Post by Eternity on Aug 31, 2021 17:18:43 GMT
It was not that long ago. No, not very long ago at all.
It was the day after the night before. Before another perfectly imperfect end. Exactly like the first, the first of many, the first of too many in fact and still they did not understand.
How could they?
How could they ever truly understand?
They could not, they did not. It didn’t even matter. The only thing that ever mattered was that it was over. It was all over. It was all over once again. It was over all over again.
Eyes turned towards Heaven and my World was no longer there, just as it had been yesterday. It was not that long ago, was it? No, not very long ago at all.
It couldn’t be.
It wasn’t meant to be.
The book of my life wasn’t supposed to end like this. It couldn’t, it shouldn’t.
A brief, bad chapter would not define my entire life story. It had not the first time. It would not the last time. And this was not the last time, no matter what a thousand discordant voices said. No matter what a million more thought, running through my head.
In absolute darkness, I sat upon the throne of my grim responsibility.
I owe him this life, I owe him so much. And still, it is not enough. It will never be enough.
Head thrown back in sharp submission, my voice low, my bones weary, nowhere near as strong as those under me. His seat was uncomfortable, most uncomfortable. Still I sat among the snakes and the rib cages because I deserved no less and I certainly deserved no more.
I’m sorry. I let you down. You expected so much more from me, you deserve so much more from me. Next time, there will be a next time, won’t there?
Oh please, say there will be a next time.
This isn’t the end of the world is it, God?
No, it can’t be. It never is for us, is it?
If it is, please give me a sign.
Guide my next step, where should I go from here?
A burst of light, not from above, but from my left as the door to my sanctuary swung open and I heard her sweet voice call out to me. The sweetest little voice of an Angel I had ever heard.
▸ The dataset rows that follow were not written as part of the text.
use poem_openapi::{payload::Json, ApiResponse, Object};
use serde::Deserialize;

use crate::schema::{
    common::{InternalServerErrorResponse, NotFoundResponse, UnauthorizedResponse},
    profile::DetailProfile,
};

#[derive(Object, Deserialize)]
pub struct DetailUser {
    pub id: String,
    pub email: String,
    pub user_name: String,
    pub is_active: Option<bool>,
    pub created_date: Option<String>,
    pub updated_date: Option<String>,
}

#[derive(ApiResponse)]
pub enum UserMeResponses {
    #[oai(status = 200)]
    Ok(Json<DetailUser>),

    #[oai(status = 401)]
    Unauthorized(Json<UnauthorizedResponse>),

    #[oai(status = 500)]
    InternalServerError(Json<InternalServerErrorResponse>),
}

#[derive(ApiResponse)]
pub enum UserDetailResponses {
    #[oai(status = 200)]
    Ok(Json<DetailUser>),

    #[oai(status = 401)]
    Unauthorized(Json<UnauthorizedResponse>),

    #[oai(status = 404)]
    NotFound(Json<NotFoundResponse>),

    #[oai(status = 500)]
    InternalServerError(Json<InternalServerErrorResponse>),
}

#[derive(Object, Deserialize)]
pub struct PotentialMatch {
    pub id: String,
    pub user_name: String,
    pub compatibility_score: f64,
    pub profile: DetailProfile,
}

#[derive(ApiResponse)]
pub enum PotentialMatchesResponses {
    #[oai(status = 200)]
    Ok(Json<Vec<PotentialMatch>>),

    #[oai(status = 401)]
    Unauthorized(Json<UnauthorizedResponse>),

    #[oai(status = 500)]
    InternalServerError(Json<InternalServerErrorResponse>),
}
There was a time, not so long ago, I thought I’d never hear it again.
Not in this lifetime.
Abigail: E?
I smiled through the pain, for her.
She stepped further into the darkness, unafraid, turning back only to shut the door behind her. Sealing us both in here, in the darkness, alone together. She strode with more confidence now towards me, a wider, brighter more beautiful smile across her face, as if such things were possible.
As if all things were possible.
She sat down on the floor, some distance away from me and my throne.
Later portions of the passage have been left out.